Info because missing auth logs do not directly enable attacks, but they prevent detection, investigation, and response when attacks occur.
Log key auth events as structured JSON so they can be queried and alerted on — never log passwords or tokens:
// Structured auth event logging
console.log(JSON.stringify({
event: 'auth.login.success',
userId: user.id,
ip: request.headers.get('x-forwarded-for') ?? 'unknown',
userAgent: request.headers.get('user-agent'),
timestamp: new Date().toISOString()
}))
// Failed login — log enough to detect brute force:
console.log(JSON.stringify({
event: 'auth.login.failure',
email, // Not the password
ip: request.headers.get('x-forwarded-for'),
timestamp: new Date().toISOString()
}))
Ship these events to your log aggregation service (Datadog, Logtail, CloudWatch) and set an alert for N login failures per user within a sliding window. If using Clerk or Auth0, verify that their built-in event logs are being exported to your SIEM.
ID: saas-authentication.session-management.auth-events-logged
Severity: info
What to look for: Check login, logout, registration, password change, and failed login handlers for audit logging. Look for structured log statements that record the event type, timestamp, user identifier (not password), and IP address. Check if failed login attempts are logged in a way that enables incident investigation. Count all instances found and enumerate each.

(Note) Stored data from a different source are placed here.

//! Validating extractors for Web API requests.

use axum::{
    async_trait,
    extract::{FromRequest, Request},
    Json,
};
use serde_json::Value;

use crate::feedback::FeedbackSubmission;
use crate::web::error::ApiError;

/// A JSON extractor that yields a validated feedback submission.
///
/// Bodies that are not JSON, are sent without a JSON content type, or do
/// not carry a string `message` field are all rejected as bad requests
/// before the handler runs.
///
/// # Example
///
/// ```ignore
/// use feedback_relay::web::dto::FeedbackJson;
///
/// async fn submit(FeedbackJson(submission): FeedbackJson) {
///     // submission.message is present and is a string
/// }
/// ```
pub struct FeedbackJson(pub FeedbackSubmission);

#[async_trait]
impl<S> FromRequest<S> for FeedbackJson
where
    S: Send + Sync,
{
    type Rejection = ApiError;

    async fn from_request(req: Request, state: &S) -> Result<Self, Self::Rejection> {
        let Json(body) = Json::<Value>::from_request(req, state)
            .await
            .map_err(|e| ApiError::bad_request(format!("Invalid JSON: {}", e.body_text())))?;

        let submission = FeedbackSubmission::from_body(&body)?;

        Ok(FeedbackJson(submission))
    }
}
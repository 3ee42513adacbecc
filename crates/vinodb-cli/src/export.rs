//! Spreadsheet export of scrape results.

use std::path::Path;

use chrono::NaiveDate;
use rust_xlsxwriter::{Format, Workbook, XlsxError};
use vinodb_core::{WineRecord, REPORT_COLUMNS};

const REPORT_PREFIX: &str = "PRECIOS COMPETENCIA";

/// `PRECIOS COMPETENCIA Nov 2025.xlsx` for any date in November 2025.
pub(crate) fn report_filename(date: NaiveDate) -> String {
    format!("{REPORT_PREFIX} {}.xlsx", date.format("%b %Y"))
}

/// Cell values for every record, in record order.
pub(crate) fn report_rows(records: &[WineRecord]) -> Vec<[String; 8]> {
    records.iter().map(WineRecord::to_row).collect()
}

/// Writes a single-sheet workbook: a header row of [`REPORT_COLUMNS`] and
/// one row per record. No index column.
pub(crate) fn write_report(path: &Path, records: &[WineRecord]) -> Result<(), XlsxError> {
    let mut workbook = Workbook::new();
    let header = Format::new().set_bold();

    let sheet = workbook.add_worksheet();
    for (col, title) in (0u16..).zip(REPORT_COLUMNS) {
        sheet.write_string_with_format(0, col, title, &header)?;
    }
    for (row, cells) in (1u32..).zip(report_rows(records)) {
        for (col, cell) in (0u16..).zip(cells) {
            sheet.write_string(row, col, &cell)?;
        }
    }

    workbook.save(path)
}

#[cfg(test)]
mod tests {
    use vinodb_core::{DetailAttributes, ItemStub, NOT_AVAILABLE};

    use super::*;

    fn record(name: &str, listed: &str, current: Option<&str>) -> WineRecord {
        WineRecord::from_parts(
            ItemStub {
                name: name.to_owned(),
                detail_url: format!("https://shop.example/vinos/{name}"),
                listed_price: Some(listed.to_owned()),
                current_price: current.map(str::to_owned),
            },
            DetailAttributes::default(),
        )
    }

    #[test]
    fn filename_embeds_month_abbreviation_and_year() {
        let date = NaiveDate::from_ymd_opt(2025, 11, 3).unwrap();
        assert_eq!(report_filename(date), "PRECIOS COMPETENCIA Nov 2025.xlsx");
    }

    #[test]
    fn rows_keep_record_order_and_column_layout() {
        let records = vec![
            record("uno", "$10.000,00", Some("$8.000,00")),
            record("dos", "$5.000,00", None),
        ];
        let rows = report_rows(&records);
        assert_eq!(rows.len(), 2);
        assert_eq!(rows[0][0], "uno");
        assert_eq!(rows[0][5], "$10.000");
        assert_eq!(rows[0][6], "$8.000");
        assert_eq!(rows[0][7], "20%");
        assert_eq!(rows[1][0], "dos");
        assert_eq!(rows[1][6], NOT_AVAILABLE);
        assert_eq!(rows[1][7], "");
    }

    #[test]
    fn write_report_creates_workbook() {
        let path = std::env::temp_dir().join(format!(
            "vinodb-export-test-{}.xlsx",
            std::process::id()
        ));
        let records = vec![record("uno", "$10.000,00", Some("$8.000,00"))];

        write_report(&path, &records).expect("workbook should be written");

        let metadata = std::fs::metadata(&path).expect("workbook file should exist");
        assert!(metadata.len() > 0);
        std::fs::remove_file(&path).ok();
    }
}
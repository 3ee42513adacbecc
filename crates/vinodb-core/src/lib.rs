pub mod app_config;
pub mod config;
pub mod price;
pub mod wine;

use thiserror::Error;

pub use app_config::{AppConfig, FailurePolicy};
pub use config::{load_app_config, load_app_config_from_env};
pub use price::{clean_price, compose_current_price, discount_percent};
pub use wine::{DetailAttributes, ItemStub, WineRecord, NOT_AVAILABLE, REPORT_COLUMNS};

#[derive(Debug, Error)]
pub enum ConfigError {
    #[error("invalid value for {var}: {reason}")]
    InvalidEnvVar { var: String, reason: String },
}
//! Listing stage: paginated catalog pages to [`ItemStub`]s.

use futures::future::try_join_all;
use reqwest::Url;
use scraper::Html;
use vinodb_core::{compose_current_price, ItemStub};

use crate::client::resolve_detail_url;
use crate::error::ScraperError;
use crate::extract::{extract, product_containers, CatalogField};
use crate::fetcher::PageFetcher;

/// One fetched listing page.
#[derive(Debug, Clone)]
pub struct ListingPage {
    pub page: u32,
    pub url: String,
    pub html: String,
}

/// Builds `{base_url}?page={page}`, preserving any existing query.
///
/// # Errors
///
/// Returns [`ScraperError::InvalidCatalogUrl`] if `base_url` does not parse.
pub fn listing_page_url(base_url: &str, page: u32) -> Result<String, ScraperError> {
    let mut url = Url::parse(base_url).map_err(|e| ScraperError::InvalidCatalogUrl {
        url: base_url.to_owned(),
        reason: e.to_string(),
    })?;
    url.query_pairs_mut()
        .append_pair("page", &page.to_string());
    Ok(url.to_string())
}

/// Fetches listing pages `1..=pages` concurrently.
///
/// Pages are returned in page order regardless of completion order. The
/// first failure aborts the batch and drops the remaining requests; there is
/// no partial result. A page past the catalog's last one that still answers
/// 2xx simply yields no products downstream.
///
/// # Errors
///
/// - [`ScraperError::InvalidCatalogUrl`] if `base_url` does not parse.
/// - Any transport error from `fetcher`.
pub async fn fetch_listing_pages<F: PageFetcher>(
    fetcher: &F,
    base_url: &str,
    pages: u32,
) -> Result<Vec<ListingPage>, ScraperError> {
    let urls = (1..=pages)
        .map(|page| listing_page_url(base_url, page).map(|url| (page, url)))
        .collect::<Result<Vec<_>, _>>()?;

    try_join_all(urls.into_iter().map(|(page, url)| async move {
        tracing::debug!(page, pages, %url, "fetching listing page");
        let html = fetcher.fetch_html(&url).await?;
        Ok::<_, ScraperError>(ListingPage { page, url, html })
    }))
    .await
}

/// Extracts one stub per product container on a listing page.
///
/// Each entry is independent: a container without a name or link produces
/// [`ScraperError::MissingRequiredField`] for that position only, leaving
/// the caller to decide whether to abort or skip. Missing price nodes are
/// never an error.
#[must_use]
pub fn parse_listing_page(
    html: &str,
    origin: &Url,
    page_url: &str,
) -> Vec<Result<ItemStub, ScraperError>> {
    let document = Html::parse_document(html);

    product_containers(&document)
        .enumerate()
        .map(|(idx, container)| -> Result<ItemStub, ScraperError> {
            let position = idx + 1;
            let missing = |field: CatalogField| ScraperError::MissingRequiredField {
                field: field.label(),
                page_url: page_url.to_owned(),
                position,
            };

            let name =
                extract(container, CatalogField::Name).ok_or_else(|| missing(CatalogField::Name))?;
            let href = extract(container, CatalogField::DetailLink)
                .ok_or_else(|| missing(CatalogField::DetailLink))?;
            let detail_url = resolve_detail_url(origin, &href)?;

            let listed_price = extract(container, CatalogField::ListedPrice);
            let current_price = match (
                extract(container, CatalogField::PriceFraction),
                extract(container, CatalogField::PriceDecimal),
            ) {
                (Some(fraction), Some(decimal)) => {
                    Some(compose_current_price(&fraction, &decimal))
                }
                _ => None,
            };

            Ok(ItemStub {
                name,
                detail_url,
                listed_price,
                current_price,
            })
        })
        .collect()
}

#[cfg(test)]
#[path = "listing_test.rs"]
mod tests;
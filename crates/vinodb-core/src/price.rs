//! Price-text cleaning and discount derivation.
//!
//! The catalog renders prices as `$12.345,00`. Cleaning drops the last three
//! characters (the `,00` cents suffix) and then strips every `$`, `.` and `,`,
//! leaving a digit string that is read as a whole-currency amount.
//!
//! ## Compatibility note
//!
//! The discounted price arrives split into an integer node and a decimal
//! node. They are glued back together as `$<integer>,<decimal>` before the
//! same three-character trim, so a two-digit decimal part disappears and any
//! other length bleeds into (or eats from) the integer digits. This mirrors
//! the numbers already published in past reports and is kept as-is; see
//! `short_decimal_part_eats_integer_digits` below.

/// Number of trailing characters dropped from every rendered price.
pub const PRICE_SUFFIX_LEN: usize = 3;

/// Drops the trailing [`PRICE_SUFFIX_LEN`] characters of `raw`.
///
/// Strings shorter than the suffix become empty rather than panicking.
#[must_use]
pub fn trim_price_suffix(raw: &str) -> &str {
    let keep = raw.chars().count().saturating_sub(PRICE_SUFFIX_LEN);
    let end = raw.char_indices().nth(keep).map_or(raw.len(), |(idx, _)| idx);
    &raw[..end]
}

/// Cleans a rendered price into a bare digit string.
///
/// Returns an empty string when nothing is left after trimming.
#[must_use]
pub fn clean_price(raw: &str) -> String {
    trim_price_suffix(raw)
        .chars()
        .filter(|c| !matches!(c, '$' | '.' | ','))
        .collect()
}

/// Rebuilds the discounted price text from its two rendered sub-fields.
#[must_use]
pub fn compose_current_price(fraction: &str, decimal: &str) -> String {
    format!("${},{}", fraction.trim(), decimal.trim())
}

/// Computes `(listed - current) / listed * 100` from two rendered prices.
///
/// Returns `None` when either price is absent, cleans to an empty or
/// non-numeric string, or when the listed amount is zero.
#[must_use]
pub fn discount_percent(listed: Option<&str>, current: Option<&str>) -> Option<f64> {
    let listed = parse_amount(&clean_price(listed?))?;
    let current = parse_amount(&clean_price(current?))?;
    if listed == 0.0 {
        return None;
    }
    Some((listed - current) / listed * 100.0)
}

fn parse_amount(cleaned: &str) -> Option<f64> {
    if cleaned.is_empty() {
        return None;
    }
    cleaned.parse::<f64>().ok().filter(|v| v.is_finite())
}
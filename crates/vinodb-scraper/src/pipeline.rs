//! Scrape orchestration: listing stage, then detail stage, then merge.

use vinodb_core::{AppConfig, FailurePolicy, ItemStub, WineRecord};

use crate::client::catalog_origin;
use crate::detail::enrich_all;
use crate::error::ScraperError;
use crate::fetcher::PageFetcher;
use crate::gate::AdmissionGate;
use crate::listing::{fetch_listing_pages, parse_listing_page};

/// Inputs for one scrape run.
#[derive(Debug, Clone)]
pub struct ScrapeOptions {
    pub base_url: String,
    /// Listing pages to fetch, starting at 1.
    pub pages: u32,
    /// Ceiling on simultaneously in-flight detail requests.
    pub max_concurrent_requests: usize,
    /// Applied to listing containers missing a name or link.
    pub on_malformed_item: FailurePolicy,
    /// Applied to detail pages that fail to fetch.
    pub on_detail_failure: FailurePolicy,
}

impl ScrapeOptions {
    #[must_use]
    pub fn from_config(config: &AppConfig) -> Self {
        Self {
            base_url: config.base_url.clone(),
            pages: config.pages,
            max_concurrent_requests: config.max_concurrent_requests,
            on_malformed_item: config.on_malformed_item,
            on_detail_failure: config.on_detail_failure,
        }
    }
}

/// Output of a completed run.
#[derive(Debug, Default)]
pub struct ScrapeReport {
    /// One record per surviving item, in listing order.
    pub records: Vec<WineRecord>,
    /// Listing containers dropped under [`FailurePolicy::SkipAndLog`].
    pub skipped_items: usize,
    /// Items dropped because their detail page failed under
    /// [`FailurePolicy::SkipAndLog`].
    pub skipped_details: usize,
}

/// Runs the full pipeline against `fetcher`.
///
/// Every listing page is fetched before any detail request starts. With the
/// default [`FailurePolicy::Abort`] policies any failure fails the run and no
/// records are returned.
///
/// # Errors
///
/// - [`ScraperError::InvalidCatalogUrl`] for an unusable base URL or link.
/// - Any transport error from a listing page.
/// - [`ScraperError::MissingRequiredField`] or a detail transport error when
///   the matching policy is [`FailurePolicy::Abort`].
pub async fn scrape_catalog<F: PageFetcher>(
    fetcher: &F,
    options: &ScrapeOptions,
) -> Result<ScrapeReport, ScraperError> {
    let origin = catalog_origin(&options.base_url)?;

    tracing::info!(
        base_url = %options.base_url,
        pages = options.pages,
        "fetching listing pages"
    );
    let pages = fetch_listing_pages(fetcher, &options.base_url, options.pages).await?;

    let mut stubs: Vec<ItemStub> = Vec::new();
    let mut skipped_items = 0usize;

    for page in &pages {
        let results = parse_listing_page(&page.html, &origin, &page.url);
        tracing::debug!(page = page.page, products = results.len(), "parsed listing page");
        if results.is_empty() {
            tracing::warn!(page = page.page, url = %page.url, "listing page has no products");
        }

        for result in results {
            match result {
                Ok(stub) => stubs.push(stub),
                Err(err) => match options.on_malformed_item {
                    FailurePolicy::Abort => return Err(err),
                    FailurePolicy::SkipAndLog => {
                        tracing::warn!(error = %err, "skipping malformed listing item");
                        skipped_items += 1;
                    }
                },
            }
        }
    }

    let gate = AdmissionGate::new(options.max_concurrent_requests);
    tracing::info!(
        items = stubs.len(),
        max_concurrent = gate.capacity(),
        "fetching detail pages"
    );
    let enriched = enrich_all(fetcher, &gate, stubs, options.on_detail_failure).await?;

    let records: Vec<WineRecord> = enriched
        .items
        .into_iter()
        .map(|(stub, attrs)| WineRecord::from_parts(stub, attrs))
        .collect();

    tracing::info!(
        records = records.len(),
        skipped_items,
        skipped_details = enriched.skipped,
        "scrape complete"
    );

    Ok(ScrapeReport {
        records,
        skipped_items,
        skipped_details: enriched.skipped,
    })
}
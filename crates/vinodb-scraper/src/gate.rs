//! Counting admission gate for outbound detail-page requests.

use tokio::sync::{Semaphore, SemaphorePermit};

/// Hard ceiling on simultaneously in-flight requests.
///
/// Callers hold the returned permit for the duration of one request; the
/// slot is released when the permit is dropped. Waiters are admitted in
/// FIFO order.
#[derive(Debug)]
pub struct AdmissionGate {
    permits: Semaphore,
    capacity: usize,
}

impl AdmissionGate {
    /// Creates a gate admitting at most `capacity` holders at once.
    ///
    /// A `capacity` of zero is raised to one so the gate can never deadlock.
    #[must_use]
    pub fn new(capacity: usize) -> Self {
        let capacity = capacity.clamp(1, Semaphore::MAX_PERMITS);
        Self {
            permits: Semaphore::new(capacity),
            capacity,
        }
    }

    #[must_use]
    pub fn capacity(&self) -> usize {
        self.capacity
    }

    /// Slots currently free.
    #[must_use]
    pub fn available(&self) -> usize {
        self.permits.available_permits()
    }

    /// Waits for a free slot.
    ///
    /// # Panics
    ///
    /// Never in practice: the underlying semaphore is owned by the gate and
    /// is never closed.
    pub async fn acquire(&self) -> SemaphorePermit<'_> {
        self.permits
            .acquire()
            .await
            .expect("admission gate semaphore is never closed")
    }
}

#[cfg(test)]
mod tests {
    use std::time::Duration;

    use super::*;

    #[test]
    fn zero_capacity_is_raised_to_one() {
        let gate = AdmissionGate::new(0);
        assert_eq!(gate.capacity(), 1);
        assert_eq!(gate.available(), 1);
    }

    #[tokio::test]
    async fn acquire_blocks_once_capacity_is_reached() {
        let gate = AdmissionGate::new(2);
        let first = gate.acquire().await;
        let _second = gate.acquire().await;
        assert_eq!(gate.available(), 0);

        let blocked = tokio::time::timeout(Duration::from_millis(20), gate.acquire()).await;
        assert!(blocked.is_err(), "third acquire should wait for a free slot");

        drop(first);
        let third = tokio::time::timeout(Duration::from_millis(200), gate.acquire()).await;
        assert!(third.is_ok(), "slot should be reusable after a permit drops");
    }
}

Pass criteria: Key auth events (login success, login failure, logout, password change) are logged with enough context to support incident investigation. Sensitive fields (passwords, tokens) are not logged. At least 1 implementation must be confirmed.
Fail criteria: No auth event logging — login successes, failures, and security events are not recorded.
Skip (N/A) when: Fully managed auth provider logs these events internally (Clerk, Auth0). Signal: no custom auth handlers.
Detail on fail: "No auth event logging found — failed login attempts and successful authentications are not recorded, making incident investigation difficult".
Remediation: Auth event logs are your first line of investigation when accounts are compromised. Log events without logging sensitive data:
console.log(JSON.stringify({
event: 'auth.login.success',
userId: user.id,
ip: request.headers.get('x-forwarded-for'),
timestamp: new Date().toISOString(),
userAgent: request.headers.get('user-agent')
}))
This is informational — structured logging is valuable but not a security failure if absent.